Source data section start

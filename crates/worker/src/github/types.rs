//! Response types for the repository API
//!
//! Only the fields the crawler stores are modelled; every field is optional
//! because the API omits them freely.

use chrono::{DateTime, Utc};
use serde::{Deserialize, Serialize};
use url::Url;

/// Remaining-call budget reported by the API
#[derive(Debug, Clone, Copy, PartialEq, Eq, Serialize, Deserialize)]
pub struct RateLimit {
    pub limit: i64,
    pub remaining: i64,
    /// Unix time at which the budget resets
    pub reset: i64,
}

#[derive(Debug, Deserialize)]
pub(crate) struct RateLimitResponse {
    pub rate: RateLimit,
}

/// Account that owns a repository or authored a commit
#[derive(Debug, Clone, Default, PartialEq, Eq, Serialize, Deserialize)]
pub struct Account {
    pub login: Option<String>,
    pub id: Option<i64>,
}

/// Entry in the public repository listing
#[derive(Debug, Clone, Default, PartialEq, Eq, Serialize, Deserialize)]
pub struct RepoSummary {
    pub id: Option<i64>,
    pub name: Option<String>,
    pub owner: Option<Account>,
    #[serde(default)]
    pub fork: bool,
}

impl RepoSummary {
    /// Owner login and repository name, when both are present
    pub fn coordinates(&self) -> Option<(&str, &str)> {
        let owner = self.owner.as_ref()?.login.as_deref()?;
        let name = self.name.as_deref()?;
        Some((owner, name))
    }
}

/// Full repository metadata
#[derive(Debug, Clone, Default, PartialEq, Eq, Serialize, Deserialize)]
pub struct RepoDetail {
    pub id: Option<i64>,
    pub name: Option<String>,
    pub full_name: Option<String>,
    pub owner: Option<Account>,
    #[serde(default)]
    pub fork: bool,
    pub language: Option<String>,
    pub forks_count: Option<i64>,
    pub stargazers_count: Option<i64>,
    pub watchers_count: Option<i64>,
    pub subscribers_count: Option<i64>,
    pub size: Option<i64>,
    pub has_issues: Option<bool>,
    pub has_wiki: Option<bool>,
    pub has_pages: Option<bool>,
    pub has_downloads: Option<bool>,
    pub pushed_at: Option<DateTime<Utc>>,
    pub created_at: Option<DateTime<Utc>>,
    pub updated_at: Option<DateTime<Utc>>,
}

/// Entry in a commit listing
#[derive(Debug, Clone, Default, PartialEq, Eq, Serialize, Deserialize)]
pub struct CommitSummary {
    pub sha: Option<String>,
}

/// Git-level author or committer
#[derive(Debug, Clone, Default, PartialEq, Eq, Serialize, Deserialize)]
pub struct GitActor {
    pub name: Option<String>,
    pub email: Option<String>,
    pub date: Option<DateTime<Utc>>,
}

#[derive(Debug, Clone, Default, PartialEq, Eq, Serialize, Deserialize)]
pub struct GitCommit {
    pub author: Option<GitActor>,
    pub committer: Option<GitActor>,
}

#[derive(Debug, Clone, Default, PartialEq, Eq, Serialize, Deserialize)]
pub struct CommitStats {
    pub additions: Option<i64>,
    pub deletions: Option<i64>,
    pub total: Option<i64>,
}

/// Per-file change counts of a commit
#[derive(Debug, Clone, Default, PartialEq, Eq, Serialize, Deserialize)]
pub struct CommitFile {
    pub filename: Option<String>,
    #[serde(default)]
    pub additions: i64,
    #[serde(default)]
    pub deletions: i64,
    #[serde(default)]
    pub changes: i64,
}

/// Full commit with stats and files
#[derive(Debug, Clone, Default, PartialEq, Eq, Serialize, Deserialize)]
pub struct CommitDetail {
    pub sha: Option<String>,
    pub commit: Option<GitCommit>,
    pub author: Option<Account>,
    pub committer: Option<Account>,
    pub stats: Option<CommitStats>,
    pub files: Option<Vec<CommitFile>>,
}

/// Pagination links from a `Link` header
#[derive(Debug, Clone, Default, PartialEq, Eq)]
pub struct PageLinks {
    pub next: Option<String>,
    pub last: Option<String>,
}

impl PageLinks {
    /// Parse a header such as `<https://...?page=2>; rel="next", <...>; rel="last"`
    pub fn parse(header: &str) -> Self {
        let mut links = PageLinks::default();

        for part in header.split(',') {
            let mut pieces = part.split(';');
            let Some(target) = pieces.next() else {
                continue;
            };
            let target = target.trim();
            let Some(url) = target
                .strip_prefix('<')
                .and_then(|t| t.strip_suffix('>'))
            else {
                continue;
            };

            for param in pieces {
                let param = param.trim();
                let Some(rel) = param.strip_prefix("rel=") else {
                    continue;
                };
                for rel in rel.trim_matches('"').split_whitespace() {
                    match rel {
                        "next" => links.next = Some(url.to_string()),
                        "last" => links.last = Some(url.to_string()),
                        _ => {}
                    }
                }
            }
        }

        links
    }

    /// Integer query parameter of the `next` link
    pub fn next_param(&self, name: &str) -> Option<i64> {
        self.next.as_deref().and_then(|url| query_param(url, name))
    }

    /// Integer query parameter of the `last` link
    pub fn last_param(&self, name: &str) -> Option<i64> {
        self.last.as_deref().and_then(|url| query_param(url, name))
    }
}

fn query_param(url: &str, name: &str) -> Option<i64> {
    let url = Url::parse(url).ok()?;
    let value = url
        .query_pairs()
        .find(|(key, _)| key == name)
        .map(|(_, value)| value.into_owned())?;
    value.parse().ok()
}

/// One page of a listing plus its pagination links
#[derive(Debug, Clone, PartialEq, Eq)]
pub struct Page<T> {
    pub items: Vec<T>,
    pub links: PageLinks,
}

impl<T> Page<T> {
    pub fn new(items: Vec<T>) -> Self {
        Self {
            items,
            links: PageLinks::default(),
        }
    }

    pub fn with_next(mut self, url: impl Into<String>) -> Self {
        self.links.next = Some(url.into());
        self
    }

    pub fn with_last(mut self, url: impl Into<String>) -> Self {
        self.links.last = Some(url.into());
        self
    }
}

impl<T> Default for Page<T> {
    fn default() -> Self {
        Self::new(Vec::new())
    }
}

Source data section end

Retype the entries exactly from the first line, stopping after the line with "use url::Url;".

filename crates/worker/src/github/types.rs
//! Response types for the repository API
//!
//! Only the fields the crawler stores are modelled; every field is optional
//! because the API omits them freely.

use chrono::{DateTime, Utc};
use serde::{Deserialize, Serialize};
use url::Url;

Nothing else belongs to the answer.